So the Ooloms surrendered in the end… the ones who didn’t leave it too late. They gave themselves up to humans and let us fight the disease on their behalf. In the shieldlands of Great St. Caspian, that meant the Ooloms headed for Sallysweet River.
When the last shift at Rustico Nickel left work at dawn, the miners would go around town with wooden carts, gathering the bodies that had landed overnight — on roofs, across the Bullet tracks, spread-eagled over the hoods of ore-carriers… wherever the Ooloms’ haphazard flight took them. From there, the body carts trundled along dirt tracks and wood-slat sidewalks till they reached our backyard — a crude field hospital slung together by my father under yellowed-canvas tenting. The Big Top we called it. Or the Circus.

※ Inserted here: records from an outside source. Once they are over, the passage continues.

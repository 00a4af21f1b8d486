#![allow(clippy::too_many_arguments)]
#![allow(missing_docs)]
use alloy::primitives::{Address, U256};

mod erc20 {
    use super::*;

    alloy::sol!(
        #[derive(Debug, PartialEq, Eq)]
        #[sol(rpc)]
        interface IERC20 {
            event Transfer(address indexed from, address indexed to, uint256 value);
            event Approval(address indexed owner, address indexed spender, uint256 value);

            function totalSupply() external view returns (uint256);
            function balanceOf(address account) external view returns (uint256);
            function transfer(address to, uint256 value) external returns (bool);
            function allowance(address owner, address spender) external view returns (uint256);
            function approve(address spender, uint256 value) external returns (bool);
            function transferFrom(address from, address to, uint256 value) external returns (bool);
        }
    );

    impl Copy for IERC20::Transfer {}
    impl Copy for IERC20::Approval {}

    impl IERC20::Transfer {
        /// Get the sender of the tokens.
        pub const fn sender(&self) -> Address {
            self.from
        }

        /// Get the recipient of the tokens.
        pub const fn recipient(&self) -> Address {
            self.to
        }

        /// Get the amount transferred.
        pub const fn amount(&self) -> U256 {
            self.value
        }
    }

    impl IERC20::Approval {
        /// Get the owner granting the allowance.
        pub const fn owner(&self) -> Address {
            self.owner
        }

        /// Get the spender receiving the allowance.
        pub const fn spender(&self) -> Address {
            self.spender
        }

        /// Get the approved amount.
        pub const fn amount(&self) -> U256 {
            self.value
        }
    }
}

mod erc721 {
    use super::*;

    alloy::sol!(
        #[derive(Debug, PartialEq, Eq)]
        #[sol(rpc)]
        interface IERC721 {
            event Transfer(address indexed from, address indexed to, uint256 indexed tokenId);
            event Approval(address indexed owner, address indexed approved, uint256 indexed tokenId);
            event ApprovalForAll(address indexed owner, address indexed operator, bool approved);

            function balanceOf(address owner) external view returns (uint256);
            function ownerOf(uint256 tokenId) external view returns (address);
            function getApproved(uint256 tokenId) external view returns (address);
            function isApprovedForAll(address owner, address operator) external view returns (bool);
            function approve(address to, uint256 tokenId) external;
            function setApprovalForAll(address operator, bool approved) external;
            function transferFrom(address from, address to, uint256 tokenId) external;
            function safeTransferFrom(address from, address to, uint256 tokenId) external;
        }
    );

    impl Copy for IERC721::Transfer {}
    impl Copy for IERC721::Approval {}
    impl Copy for IERC721::ApprovalForAll {}

    impl IERC721::Transfer {
        /// Get the previous owner.
        pub const fn previous_owner(&self) -> Address {
            self.from
        }

        /// Get the new owner.
        pub const fn new_owner(&self) -> Address {
            self.to
        }

        /// Get the token ID.
        pub const fn token_id(&self) -> U256 {
            self.tokenId
        }
    }
}

mod marketplace {
    alloy::sol!(
        #[derive(Debug, PartialEq, Eq)]
        #[sol(rpc)]
        contract NftMarketplace {
            constructor(address[] memory supportedPayments) payable;

            function getSupportedPayments() external view returns (address[] memory);
            function getPriceFeed(address token) external view returns (address);
        }
    );
}

pub use erc20::IERC20;
pub use erc721::IERC721;
pub use marketplace::NftMarketplace;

Every human with time to spare helped out under the Big Top: feeding Ooloms who couldn’t feed themselves, or fiddling with catheters, enemas and what-all, for those who’d lost the muscles to keep themselves clean. Sometimes it seemed the whole town was there. My best friend Lynn, Lynn Jones, liked to say, "Everyone’s run off to join the Circus." The schools closed for the duration of the epidemic, so all my friends lent a hand — some working long hours, others coming in skittish for twenty minutes, then disappearing when the stink and suffering became too much to bear.
I could stand the stench; it was the death that squeezed in on me. Our patients’ hearts turning to motionless meat. Diaphragms going slack. Digestive systems no longer pushing food through the intestines, and people rotting from the inside out. Eight weeks after Dads read me that first medical notice, Ooloms started to die in the Circus… and they died and they died and they died.
In those days, I slept with my habitat dome set one-way transparent so I could see outside. Roof and walls were wholly invisible, and I’d moved my room far apart from other bubble-domes in our compound, so their lights scarcely reached me. Bed at night was like lying in open air, vulnerable to storms and stars.